"That is a most extraordinary picture, young gentleman. Those will come to be something else than trees before you have done with them."
"Do you see anything out of the way, sir?" Edmund said, with flashing eyes.
"I mean," said the goldsmith, "that there are all sorts of forms and shapes peeping out from amongst those high leaves there, in ever-changing variety: geniuses, strange animals, maidens, and flowers. Yet the whole thing ought only to amount to that group of trees before us there, through which the rays of the evening sun are streaming so charmingly."
"Sir!" Edmund answered, "either you have a very profound understanding, and a most penetrating eye for matters of this kind, or I have been unusually successful in portraying my inmost feelings. Don't you perceive when, in looking at Nature, you abandon yourself to all your feelings of longing, all kinds of wonderful shapes and forms come looking at you through the trees with beautiful eyes? That was what I was trying to represent to the senses in this sketch, and I see I have succeeded."

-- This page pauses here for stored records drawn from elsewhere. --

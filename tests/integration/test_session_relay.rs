//! History session relay between chained requests

mod common;

use std::time::{Duration, Instant};

use common::{
    FASTA, create_mock_client, elink_history_xml, elink_neighbor_xml, epost_xml, esearch_xml,
};
use entrez_client_rs::{
    ClientConfig, EFetch, EFetchParams, ELink, ELinkParams, EPost, EPostParams, ESearch,
    ESearchParams, ESummary, ESummaryParams, EutilsClient, EutilsError, Eutility, LinkCommand,
    PipelineStage, SessionSource, SessionWindow,
};
use tracing_test::traced_test;
use wiremock::matchers::{method, path, query_param};
use wiremock::{Mock, MockServer, ResponseTemplate};

#[tokio::test]
#[traced_test]
async fn test_elink_triggers_search_once() {
    let mock_server = MockServer::start().await;

    Mock::given(method("GET"))
        .and(path("/esearch.fcgi"))
        .respond_with(
            ResponseTemplate::new(200).set_body_string(esearch_xml("MCID_S", 1, &["19008416"])),
        )
        .expect(1)
        .mount(&mock_server)
        .await;

    Mock::given(method("GET"))
        .and(path("/elink.fcgi"))
        .and(query_param("dbfrom", "pubmed"))
        .and(query_param("db", "protein"))
        .and(query_param("cmd", "neighbor_history"))
        .and(query_param("WebEnv", "MCID_S"))
        .and(query_param("query_key", "1"))
        .respond_with(ResponseTemplate::new(200).set_body_string(elink_history_xml("MCID_S", 2)))
        .expect(1)
        .mount(&mock_server)
        .await;

    let client = create_mock_client(&mock_server);
    let mut search = ESearch::new(
        &client,
        ESearchParams::new("asthma[mesh] AND 2009[pdat]"),
    )
    .unwrap();

    let mut link = ELink::from_source(
        &client,
        &mut search,
        ELinkParams::new("protein").with_cmd(LinkCommand::NeighborHistory),
    )
    .await
    .unwrap();

    // Identifying fields come from the search
    assert_eq!(search.request().calls(), 1);
    assert_eq!(link.dbfrom(), "pubmed");
    assert_eq!(link.term(), Some("asthma[mesh] AND 2009[pdat]"));
    assert!(link.usehistory());
    assert_eq!(link.session(), &SessionWindow::new("MCID_S", 1));

    link.results().await;
    link.results().await;
    assert_eq!(link.request().calls(), 1);
    assert_eq!(link.session(), &SessionWindow::new("MCID_S", 2));
    assert!(logs_contain("executing it first"));
}

#[tokio::test]
async fn test_executed_source_is_not_triggered_again() {
    let mock_server = MockServer::start().await;

    Mock::given(method("GET"))
        .and(path("/esearch.fcgi"))
        .respond_with(ResponseTemplate::new(200).set_body_string(esearch_xml("MCID_S", 1, &["1"])))
        .expect(1)
        .mount(&mock_server)
        .await;

    let client = create_mock_client(&mock_server);
    let mut search = ESearch::new(&client, ESearchParams::new("asthma")).unwrap();
    search.results().await;

    let _link = ELink::from_source(&client, &mut search, ELinkParams::new("gene"))
        .await
        .unwrap();
    let _fetch = EFetch::from_source(&client, &mut search, EFetchParams::new())
        .await
        .unwrap();

    assert_eq!(search.request().calls(), 1);
}

#[tokio::test]
async fn test_search_link_fetch_chain() {
    let mock_server = MockServer::start().await;

    Mock::given(method("GET"))
        .and(path("/esearch.fcgi"))
        .respond_with(ResponseTemplate::new(200).set_body_string(esearch_xml("MCID_S", 1, &["1"])))
        .expect(1)
        .mount(&mock_server)
        .await;

    Mock::given(method("GET"))
        .and(path("/elink.fcgi"))
        .respond_with(ResponseTemplate::new(200).set_body_string(elink_history_xml("MCID_S", 5)))
        .expect(1)
        .mount(&mock_server)
        .await;

    Mock::given(method("GET"))
        .and(path("/efetch.fcgi"))
        .and(query_param("db", "protein"))
        .and(query_param("rettype", "fasta"))
        .and(query_param("retmode", "text"))
        .and(query_param("query_key", "5"))
        .and(query_param("WebEnv", "MCID_S"))
        .respond_with(ResponseTemplate::new(200).set_body_string(FASTA))
        .expect(1)
        .mount(&mock_server)
        .await;

    let client = create_mock_client(&mock_server);
    let mut search = ESearch::new(&client, ESearchParams::new("asthma")).unwrap();
    let mut link = ELink::from_source(
        &client,
        &mut search,
        ELinkParams::new("protein").with_cmd(LinkCommand::NeighborHistory),
    )
    .await
    .unwrap();

    // Building the fetch runs the link first
    let mut fetch = EFetch::from_source(&client, &mut link, EFetchParams::new())
        .await
        .unwrap();
    assert_eq!(link.request().calls(), 1);
    assert_eq!(fetch.db(), "protein");
    assert_eq!(fetch.term(), Some("asthma"));

    assert_eq!(fetch.results().await, FASTA);
}

#[tokio::test]
async fn test_fetch_falls_back_to_linked_ids() {
    let mock_server = MockServer::start().await;

    Mock::given(method("GET"))
        .and(path("/elink.fcgi"))
        .and(query_param("id", "100"))
        .respond_with(
            ResponseTemplate::new(200).set_body_string(elink_neighbor_xml(&["100"], &["7", "8"])),
        )
        .expect(1)
        .mount(&mock_server)
        .await;

    Mock::given(method("GET"))
        .and(path("/efetch.fcgi"))
        .and(query_param("id", "7,8"))
        .respond_with(ResponseTemplate::new(200).set_body_string(FASTA))
        .expect(1)
        .mount(&mock_server)
        .await;

    let client = create_mock_client(&mock_server);
    let mut link = ELink::new(&client, ELinkParams::new("protein").with_ids(["100"])).unwrap();

    let mut fetch = EFetch::from_source(&client, &mut link, EFetchParams::new())
        .await
        .unwrap();
    assert_eq!(link.linked_ids(), vec!["7", "8"]);
    assert_eq!(fetch.try_results().await.unwrap(), FASTA);
}

#[tokio::test]
async fn test_epost_appends_to_search_environment() {
    let mock_server = MockServer::start().await;

    Mock::given(method("GET"))
        .and(path("/esearch.fcgi"))
        .respond_with(ResponseTemplate::new(200).set_body_string(esearch_xml("MCID_S", 1, &["1"])))
        .expect(1)
        .mount(&mock_server)
        .await;

    Mock::given(method("GET"))
        .and(path("/epost.fcgi"))
        .and(query_param("db", "pubmed"))
        .and(query_param("id", "11237011,12466850"))
        .and(query_param("WebEnv", "MCID_S"))
        .respond_with(ResponseTemplate::new(200).set_body_string(epost_xml("MCID_S", 2)))
        .expect(1)
        .mount(&mock_server)
        .await;

    Mock::given(method("GET"))
        .and(path("/esummary.fcgi"))
        .and(query_param("query_key", "2"))
        .and(query_param("WebEnv", "MCID_S"))
        .and(query_param("version", "2.0"))
        .respond_with(ResponseTemplate::new(200).set_body_string("<eSummaryResult/>"))
        .expect(1)
        .mount(&mock_server)
        .await;

    let client = create_mock_client(&mock_server);
    let mut search = ESearch::new(&client, ESearchParams::new("asthma")).unwrap();

    let mut post = EPost::from_source(
        &client,
        &mut search,
        EPostParams::new(["11237011", "12466850"]),
    )
    .await
    .unwrap();
    assert_eq!(post.db(), "pubmed");

    let mut summary = ESummary::from_source(&client, &mut post, ESummaryParams::new())
        .await
        .unwrap();
    assert_eq!(post.produced_session(), Some(SessionWindow::new("MCID_S", 2)));
    assert_eq!(summary.results().await, "<eSummaryResult/>");
}

#[tokio::test]
async fn test_source_failure_propagates() {
    let mock_server = MockServer::start().await;

    Mock::given(method("GET"))
        .and(path("/esearch.fcgi"))
        .respond_with(ResponseTemplate::new(503))
        .expect(1)
        .mount(&mock_server)
        .await;

    let client = create_mock_client(&mock_server);
    let mut search = ESearch::new(&client, ESearchParams::new("asthma")).unwrap();

    let err = ELink::from_source(&client, &mut search, ELinkParams::new("protein"))
        .await
        .err()
        .unwrap();
    assert!(matches!(err, EutilsError::ApiError { status: 503, .. }));
}

#[tokio::test]
async fn test_source_without_session_or_ids() {
    let mock_server = MockServer::start().await;

    Mock::given(method("GET"))
        .and(path("/elink.fcgi"))
        .respond_with(
            ResponseTemplate::new(200).set_body_string("<eLinkResult><LinkSet/></eLinkResult>"),
        )
        .expect(1)
        .mount(&mock_server)
        .await;

    let client = create_mock_client(&mock_server);
    let mut link = ELink::new(&client, ELinkParams::new("protein")).unwrap();

    let err = ESummary::from_source(&client, &mut link, ESummaryParams::new())
        .await
        .err()
        .unwrap();
    assert!(matches!(
        err,
        EutilsError::SessionUnavailable {
            stage: PipelineStage::ELink
        }
    ));
}

/// Mock client keeping the default one second pipeline delay
fn client_with_default_delay(mock_server: &MockServer) -> EutilsClient {
    let config = ClientConfig::new()
        .with_base_url(mock_server.uri())
        .with_rate_limit(100.0);
    assert_eq!(config.pipeline_delay, Duration::from_secs(1));
    EutilsClient::with_config(config)
}

#[tokio::test]
async fn test_triggered_source_is_followed_by_pipeline_delay() {
    let mock_server = MockServer::start().await;

    Mock::given(method("GET"))
        .and(path("/esearch.fcgi"))
        .respond_with(ResponseTemplate::new(200).set_body_string(esearch_xml("MCID_S", 1, &["1"])))
        .expect(1)
        .mount(&mock_server)
        .await;

    let client = client_with_default_delay(&mock_server);
    let mut search = ESearch::new(&client, ESearchParams::new("asthma")).unwrap();

    let start = Instant::now();
    let _link = ELink::from_source(&client, &mut search, ELinkParams::new("protein"))
        .await
        .unwrap();
    assert!(start.elapsed() >= Duration::from_secs(1));

    // The search now holds a session, so chaining again does not pause
    let start = Instant::now();
    let _fetch = EFetch::from_source(&client, &mut search, EFetchParams::new())
        .await
        .unwrap();
    assert!(start.elapsed() < Duration::from_millis(500));
    assert_eq!(search.request().calls(), 1);
}

#[tokio::test]
async fn test_cached_source_without_session_is_not_paused_after() {
    let mock_server = MockServer::start().await;

    Mock::given(method("GET"))
        .and(path("/esearch.fcgi"))
        .and(query_param("usehistory", "n"))
        .respond_with(
            ResponseTemplate::new(200)
                .set_body_string("<eSearchResult><Count>1</Count><IdList><Id>7</Id></IdList></eSearchResult>"),
        )
        .expect(1)
        .mount(&mock_server)
        .await;

    let client = client_with_default_delay(&mock_server);
    let mut search = ESearch::new(
        &client,
        ESearchParams::new("asthma").with_usehistory(false),
    )
    .unwrap();
    search.try_results().await.unwrap();

    let start = Instant::now();
    let fetch = EFetch::from_source(&client, &mut search, EFetchParams::new())
        .await
        .unwrap();
    assert!(start.elapsed() < Duration::from_millis(500));
    assert_eq!(search.request().calls(), 1);
    assert_eq!(fetch.request().params().get("id"), Some("7"));
}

"I understand," Leonhard said, rather coldly and dryly. "You wanted to drop study, and give yourself a rest, to refresh and strengthen your fancy."
"Not at all," Edmund answered. "I consider this way of working from Nature is my best and most useful 'study.' Study of this sort enables me to put the really poetic and imaginative element into my landscape. Unless the landscape painter is every bit as much a poet as the portrait painter, he will never be anything but a dauber."
"Heaven help us!" cried the goldsmith. "So you, dear Edmund Lehsen, are going to----"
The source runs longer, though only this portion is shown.